Read Summers at Castle Auburn Page 25


  Two days later, he arrived with the most unexpected companion in tow.

  It was shortly after dinner, and all of us had withdrawn to the salon to hear some of the musical selections Greta and Elisandra had chosen for the wedding ceremony. When I say “all of us,” I mean the fifteen or so people most nearly involved in the event: the bride, her mother, Bryan, Matthew, Kent, me, Angela and her mother, Cressida, Andrew, the four musicians, and the prince’s personal guard. Matthew, Greta, and the bridal couple stood up near the musician’s dais, critically listening to the musicians, while Angela’s mother and Cressida discussed seating arrangements. Angela and I amused ourselves by parading up and down the narrow aisles between the chairs, dancing more energetically than the music would suggest. Kent came over twice to tell us to be quiet, but we ignored him.
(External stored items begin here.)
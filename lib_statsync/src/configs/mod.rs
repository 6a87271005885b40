//! # Configuration Modules
//!
//! Static configuration the synchronization engine is paired with.

/// Per-entity default metrics, built in or loaded from JSON5.
pub mod defaults_catalog;
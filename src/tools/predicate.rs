//! Caller-written `WHERE` fragments for the typed tools.

use crate::error::{DbError, DbResult};
use crate::models::QueryParam;
use crate::tools::sql_validator::validate_fragment;

/// A validated `WHERE` clause and the values for its `?` placeholders.
#[derive(Debug, Clone, Default, PartialEq)]
pub struct Predicate {
    /// `" WHERE (...)"`, or empty when no filter was given
    pub sql: String,
    pub params: Vec<QueryParam>,
}

impl Predicate {
    /// Build from optional caller text and its parameters.
    ///
    /// Blank text counts as no filter. Parameters without a filter are rejected
    /// rather than silently dropped.
    pub fn build(clause: Option<&str>, params: Vec<QueryParam>) -> DbResult<Self> {
        match clause.map(str::trim).filter(|c| !c.is_empty()) {
            Some(fragment) => {
                let fragment = validate_fragment(fragment)?;
                Ok(Self {
                    sql: format!(" WHERE ({})", fragment),
                    params,
                })
            }
            None if params.is_empty() => Ok(Self::default()),
            None => Err(DbError::invalid_input(
                "where_params were given without a where_clause",
            )),
        }
    }

    /// Whether a filter is present.
    pub fn is_filtered(&self) -> bool {
        !self.sql.is_empty()
    }
}
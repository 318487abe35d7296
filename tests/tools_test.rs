//! End-to-end tests of the typed tools against a temporary database file.

use serde_json::json;
use sqlite_tools_mcp::db::{ConnectionScope, ScopeSettings};
use sqlite_tools_mcp::error::DbError;
use sqlite_tools_mcp::models::QueryParam;
use sqlite_tools_mcp::tools::aggregate::{
    AggregateInput, AggregateOp, AggregateToolHandler, CountRowsInput, JoinInput, JoinType,
};
use sqlite_tools_mcp::tools::ddl::{DdlToolHandler, ExecuteDdlInput};
use sqlite_tools_mcp::tools::demo::init_demo;
use sqlite_tools_mcp::tools::format::OutputFormat;
use sqlite_tools_mcp::tools::query::{QueryToolHandler, RunSqlInput};
use sqlite_tools_mcp::tools::schema::{DescribeSchemaInput, ListTablesInput, SchemaToolHandler};
use sqlite_tools_mcp::tools::write::{
    ColumnValues, DeleteInput, InsertInput, UpdateInput, UpsertInput, WriteToolHandler,
};
use tempfile::TempDir;

async fn demo_scope(dir: &TempDir) -> ConnectionScope {
    let scope = ConnectionScope::new(ScopeSettings::new(dir.path().join("demo.db")));
    init_demo(&scope).await.unwrap();
    scope
}

fn values(v: serde_json::Value) -> ColumnValues {
    v.as_object().unwrap().clone()
}

fn count_input(where_clause: Option<&str>, where_params: Vec<QueryParam>) -> CountRowsInput {
    CountRowsInput {
        table: "items".into(),
        where_clause: where_clause.map(String::from),
        where_params,
    }
}

fn run_sql(query: &str) -> RunSqlInput {
    RunSqlInput {
        query: query.to_string(),
        params: vec![],
        limit: None,
        format: OutputFormat::Json,
        decode_binary: true,
    }
}

async fn count(scope: &ConnectionScope) -> i64 {
    AggregateToolHandler::new(scope.clone())
        .count_rows(count_input(None, vec![]))
        .await
        .unwrap()
        .count
}

#[tokio::test]
async fn test_init_demo_is_idempotent() {
    let dir = TempDir::new().unwrap();
    let scope = demo_scope(&dir).await;
    let second = init_demo(&scope).await.unwrap();
    assert_eq!(second.status, "ok");
    assert_eq!(second.inserted, 0);

    let out = QueryToolHandler::new(scope.clone())
        .run_sql(run_sql("SELECT name, price FROM items ORDER BY name"))
        .await
        .unwrap();
    assert_eq!(out.row_count, 2);
    assert_eq!(out.rows[0]["name"], json!("gizmo"));
    assert_eq!(out.rows[1]["name"], json!("widget"));
    assert_eq!(out.rows[1]["price"], json!(9.99));
}

#[tokio::test]
async fn test_sum_of_demo_prices() {
    let dir = TempDir::new().unwrap();
    let scope = demo_scope(&dir).await;

    let out = AggregateToolHandler::new(scope)
        .aggregate(AggregateInput {
            table: "items".into(),
            column: "price".into(),
            operation: AggregateOp::Sum,
            where_clause: None,
            where_params: vec![],
            group_by: vec![],
        })
        .await
        .unwrap();

    let value = out.value.and_then(|v| v.as_f64()).unwrap();
    assert!((value - 24.94).abs() < 1e-9, "got {}", value);
}

#[tokio::test]
async fn test_aggregate_grouped_and_filtered() {
    let dir = TempDir::new().unwrap();
    let scope = demo_scope(&dir).await;
    let handler = AggregateToolHandler::new(scope);

    let out = handler
        .aggregate(AggregateInput {
            table: "items".into(),
            column: "*".into(),
            operation: AggregateOp::Count,
            where_clause: Some("price > ?".into()),
            where_params: vec![QueryParam::Float(10.0)],
            group_by: vec!["name".into()],
        })
        .await
        .unwrap();

    let groups = out.groups.unwrap();
    assert_eq!(groups.len(), 1);
    assert_eq!(groups[0]["name"], json!("gizmo"));
    assert_eq!(groups[0]["value"], json!(1));

    let max = handler
        .aggregate(AggregateInput {
            table: "items".into(),
            column: "price".into(),
            operation: AggregateOp::Max,
            where_clause: Some("price > ?".into()),
            where_params: vec![QueryParam::Float(100.0)],
            group_by: vec![],
        })
        .await
        .unwrap();
    assert_eq!(max.value, Some(serde_json::Value::Null));
}

#[tokio::test]
async fn test_insert_adds_exactly_one_row() {
    let dir = TempDir::new().unwrap();
    let scope = demo_scope(&dir).await;
    let before = count(&scope).await;

    let out = WriteToolHandler::new(scope.clone())
        .insert(InsertInput {
            table: "items".into(),
            values: values(json!({"name": "foo", "price": 1.0})),
        })
        .await
        .unwrap();
    assert_eq!(out.rows_affected, 1);
    assert!(out.last_insert_id.is_some());
    assert_eq!(count(&scope).await, before + 1);
}

#[tokio::test]
async fn test_insert_constraint_violation_is_database_error() {
    let dir = TempDir::new().unwrap();
    let scope = demo_scope(&dir).await;

    let err = WriteToolHandler::new(scope.clone())
        .insert(InsertInput {
            table: "items".into(),
            values: values(json!({"name": "widget", "price": 1.0})),
        })
        .await
        .unwrap_err();
    assert!(matches!(err, DbError::Database { .. }), "{:?}", err);
    assert_eq!(count(&scope).await, 2);
}

#[tokio::test]
async fn test_update_and_delete_need_a_filter() {
    let dir = TempDir::new().unwrap();
    let scope = demo_scope(&dir).await;
    let writer = WriteToolHandler::new(scope.clone());

    let unfiltered = writer
        .delete(DeleteInput {
            table: "items".into(),
            where_clause: None,
            where_params: vec![],
            allow_all_rows: false,
        })
        .await;
    assert!(unfiltered.is_err());
    assert_eq!(count(&scope).await, 2);

    let updated = writer
        .update(UpdateInput {
            table: "items".into(),
            values: values(json!({"price": 10.5})),
            where_clause: Some("name = ?".into()),
            where_params: vec![QueryParam::String("widget".into())],
            allow_all_rows: false,
        })
        .await
        .unwrap();
    assert_eq!(updated.rows_affected, 1);

    let deleted = writer
        .delete(DeleteInput {
            table: "items".into(),
            where_clause: Some("price > ?".into()),
            where_params: vec![QueryParam::Float(10.0)],
            allow_all_rows: false,
        })
        .await
        .unwrap();
    assert_eq!(deleted.rows_affected, 2);

    let none_left = writer
        .delete(DeleteInput {
            table: "items".into(),
            where_clause: None,
            where_params: vec![],
            allow_all_rows: true,
        })
        .await
        .unwrap();
    assert_eq!(none_left.rows_affected, 0);
}

#[tokio::test]
async fn test_where_clause_injection_rejected() {
    let dir = TempDir::new().unwrap();
    let scope = demo_scope(&dir).await;

    let err = AggregateToolHandler::new(scope.clone())
        .count_rows(count_input(Some("1=1; DROP TABLE items"), vec![]))
        .await
        .unwrap_err();
    assert!(matches!(err, DbError::Rejected { .. }));
    assert_eq!(count(&scope).await, 2);
}

#[tokio::test]
async fn test_upsert_updates_on_conflict() {
    let dir = TempDir::new().unwrap();
    let scope = demo_scope(&dir).await;
    let writer = WriteToolHandler::new(scope.clone());

    writer
        .upsert(UpsertInput {
            table: "items".into(),
            values: values(json!({"name": "widget", "price": 11.0})),
            conflict_columns: vec!["name".into()],
        })
        .await
        .unwrap();
    writer
        .upsert(UpsertInput {
            table: "items".into(),
            values: values(json!({"name": "doohickey", "price": 3.0})),
            conflict_columns: vec!["name".into()],
        })
        .await
        .unwrap();

    assert_eq!(count(&scope).await, 3);
    let out = QueryToolHandler::new(scope)
        .run_sql(RunSqlInput {
            params: vec![QueryParam::String("widget".into())],
            ..run_sql("SELECT price FROM items WHERE name = ?")
        })
        .await
        .unwrap();
    assert_eq!(out.rows[0]["price"], json!(11.0));
}

#[tokio::test]
async fn test_join_and_outer_join() {
    let dir = TempDir::new().unwrap();
    let scope = demo_scope(&dir).await;
    DdlToolHandler::new(scope.clone())
        .execute_ddl(ExecuteDdlInput {
            sql: "CREATE TABLE orders (id INTEGER PRIMARY KEY, item_id INTEGER REFERENCES items(id), qty INTEGER)".into(),
        })
        .await
        .unwrap();
    WriteToolHandler::new(scope.clone())
        .insert(InsertInput {
            table: "orders".into(),
            values: values(json!({"item_id": 1, "qty": 3})),
        })
        .await
        .unwrap();

    let handler = AggregateToolHandler::new(scope);
    let inner = handler
        .join(JoinInput {
            left_table: "orders".into(),
            right_table: "items".into(),
            left_column: "item_id".into(),
            right_column: "id".into(),
            join_type: JoinType::Inner,
            columns: Some(vec!["items.name".into(), "orders.qty".into()]),
            limit: None,
        })
        .await
        .unwrap();
    assert_eq!(inner.row_count, 1);
    assert_eq!(inner.columns, vec!["name".to_string(), "qty".to_string()]);
    assert_eq!(inner.rows[0]["name"], json!("widget"));

    // Depends on the linked SQLite: either both items come back or the version is refused
    let right = handler
        .join(JoinInput {
            left_table: "orders".into(),
            right_table: "items".into(),
            left_column: "item_id".into(),
            right_column: "id".into(),
            join_type: JoinType::Right,
            columns: Some(vec!["items.name".into(), "orders.qty".into()]),
            limit: Some(10),
        })
        .await;
    match right {
        Ok(out) => assert_eq!(out.row_count, 2),
        Err(e) => assert!(matches!(e, DbError::Unsupported { .. }), "{:?}", e),
    }
}

#[tokio::test]
async fn test_run_sql_rejects_stacked_statement_and_keeps_table() {
    let dir = TempDir::new().unwrap();
    let scope = demo_scope(&dir).await;
    let handler = QueryToolHandler::new(scope.clone());

    let err = handler
        .run_sql(run_sql("SELECT 1; DROP TABLE items"))
        .await
        .unwrap_err();
    assert!(matches!(err, DbError::Rejected { .. }));
    assert_eq!(count(&scope).await, 2);
}

#[tokio::test]
async fn test_run_sql_cte_prefixed_writes_fail_and_change_nothing() {
    let dir = TempDir::new().unwrap();
    let scope = demo_scope(&dir).await;
    let handler = QueryToolHandler::new(scope.clone());

    for sql in [
        "WITH x AS (SELECT 1) DELETE FROM items",
        "WITH x AS (SELECT 1) UPDATE items SET price = 0",
        "WITH x AS (SELECT 'evil', 0.0) INSERT INTO items (name, price) SELECT * FROM x",
    ] {
        let err = handler.run_sql(run_sql(sql)).await.unwrap_err();
        assert!(matches!(err, DbError::Database { .. }), "{}: {:?}", sql, err);
    }

    assert_eq!(count(&scope).await, 2);
    let out = handler
        .run_sql(run_sql("SELECT SUM(price) AS total FROM items"))
        .await
        .unwrap();
    let total = out.rows[0]["total"].as_f64().unwrap();
    assert!((total - 24.94).abs() < 1e-9);
    assert_eq!(scope.open_handles(), 0);
}

#[tokio::test]
async fn test_run_sql_limit_and_table_format() {
    let dir = TempDir::new().unwrap();
    let scope = demo_scope(&dir).await;
    let handler = QueryToolHandler::new(scope);

    let out = handler
        .run_sql(RunSqlInput {
            limit: Some(1),
            ..run_sql("SELECT name FROM items ORDER BY id")
        })
        .await
        .unwrap();
    assert_eq!(out.row_count, 1);
    assert!(out.truncated);

    let out = handler
        .run_sql(RunSqlInput {
            format: OutputFormat::Table,
            ..run_sql("SELECT name FROM items ORDER BY id")
        })
        .await
        .unwrap();
    assert!(out.rows.is_empty());
    assert!(out.formatted.unwrap().contains("| widget |"));
}

#[tokio::test]
async fn test_list_and_describe_schema() {
    let dir = TempDir::new().unwrap();
    let scope = demo_scope(&dir).await;
    let handler = SchemaToolHandler::new(scope);

    let tables = handler
        .list_tables(ListTablesInput::default())
        .await
        .unwrap();
    assert_eq!(tables.count, 1);
    assert_eq!(tables.tables[0].name, "items");

    let schema = handler
        .describe_schema(DescribeSchemaInput {
            table: Some("items".into()),
        })
        .await
        .unwrap();
    let items = &schema.tables[0];
    assert_eq!(items.primary_key, vec!["id".to_string()]);
    assert_eq!(items.column_names(), vec!["id", "name", "price"]);
    assert!(items.indexes.iter().any(|i| i.is_unique));

    let missing = handler
        .describe_schema(DescribeSchemaInput {
            table: Some("nope".into()),
        })
        .await;
    assert!(missing.is_err());
}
Roderick stood with his back against the wall and kept his eyes fixed on Bryan.

  Into this domestic scene came Jaxon, strolling in with the queen of the aliora on his arm.

  I’m sure there was not instant silence, for it took a while to catch Matthew’s attention, and the musicians played a few more bars before they realized there was something odd about the quality of the silence in the room. But to me it seemed like all the noise in the world came to an abrupt halt the minute I saw Rowena of Alora step inside the door. Maybe it was the absolute stillness of Andrew and Cressida that seemed to shout silence in my ears; maybe my own astonishment erased all sound from the room. But I looked up and saw her, and everything else disappeared.

  She looked exactly as she had that night four years ago in the wood by Faelyn River. Her skin was so white that, even in this candlelit room, it glowed with its own radiance; her thick black hair fell about her shoulders like a shawl. The air shimmered with her luminosity, waves of light so visible they reverberated off the walls and broke in shattered reflections over her dark head. As before, she was dressed in some opalescent gown that seemed to drape her in glitter. Her narrow, insubstantial hand rested on Jaxon’s so lightly that she appeared merely to brush the fabric of his coat; her feet did not touch the floor.

  Everyone in the room was staring at her, and no one said a word.

  Jaxon glanced around at the lot of us, openmouthed and stupid, and burst into laughter. “I didn’t know the sight of me would actually turn you all to stone,” he said. “You’ve seen me walk in here before with an aliora on my arm.”

  “None quite so fair, though, I believe,” said Matthew, the first to recover use of his voice. “All of us have heard reports of this one.”

  “No doubt you have,” Jaxon said, and put his free hand over the queen’s where it rested on his arm. “For she is the gift and royal treasure of Alora.”

  He spoke proudly—dotingly—as a man besotted. All the conversations of the previous days rushed back through my head. He had taken the queen of Alora prisoner—or perhaps she had ensorceled him. Who had bewitched whom? Why was she here? Was she the author of the changes that had been hinted at for months? I could not think how to frame the questions.

  Matthew took a step nearer the new arrivals, though everyone else seemed rooted to the spot. Indeed, Cressida and Andrew, on opposite sides of the room, had fallen to their knees and had fixed their eyes on Rowena. They looked amazed, uncertain, terrified. Even less than I did they know what her presence signified.

  “May I be permitted to know her name?” Matthew asked. “And why you have brought her here?”

  “Her name is too strange and beautiful for you to pronounce,” Jaxon said, still in that proud, elated voice, “but among humans, she is called Rowena.”

  “Rowena, queen of Alora,” Matthew said. He had come close enough to extend his arm as if to touch the new arrival. “Will you take my hand?”

  Jaxon gently but unmistakably pulled the aliora a step backward. “Strip away your rings,” my uncle said. “The touch of metal pains her.”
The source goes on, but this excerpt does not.